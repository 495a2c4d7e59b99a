//! Algebraic manipulation of expressions.
//!
//! # Expression representation
//!
//! Algebraic expressions are represented as a tree of [`Expr`] nodes. The tree is similar to the
//! [`calc_parser::parser::ast::Expr`] produced by the parser, with two differences: it carries no
//! span information, and unparenthesized chains of the same operator are **flattened** into a
//! single node. `x + y + z` is one [`Expr::Add`] with three terms, while `x + (y + z)` keeps the
//! grouping as written.
//!
//! Flat chains make it easy to find and combine "like terms" (e.g. `x + x = 2x`), since the terms
//! in question all sit at the same level of the tree.
//!
//! ```
//! use calc_compute::symbolic::expr::{Expr, ExprKind};
//!
//! let expr = calc_compute::parse("x + (y + z)").unwrap();
//! assert_eq!(expr.kind(), ExprKind::Add);
//! assert_eq!(expr.operand_count(), 2);
//! assert_eq!(expr.operand(1).map(Expr::kind), Some(ExprKind::Add));
//! ```
//!
//! # Simplification
//!
//! The [`simplify()`] function accepts an expression and returns a simplified version of it, by
//! applying a set of rewriting rules until none of them apply. See the [`mod@simplify`] module.
//!
//! ```
//! use calc_compute::{parse, simplify};
//!
//! // `x + x + x = 3x`
//! let simplified = simplify(parse("x + x + x").unwrap());
//! assert!(simplified.is_identical_to(&parse("3x").unwrap()));
//! ```

pub mod expr;
pub mod simplify;
pub mod step_collector;

pub use expr::Expr;
pub use simplify::{simplify, simplify_with_steps, Simplifier};
pub use step_collector::StepCollector;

(THE PROBLEM)
Start with the first line. Please copy exactly each line of the listing through the one with "it carries no", including it.

(SOLUTION TO THIS TASK)
repository 495a2c4d7e59b99a
//! Algebraic manipulation of expressions.
//!
//! # Expression representation
//!
//! Algebraic expressions are represented as a tree of [`Expr`] nodes. The tree is similar to the
//! [`calc_parser::parser::ast::Expr`] produced by the parser, with two differences: it carries no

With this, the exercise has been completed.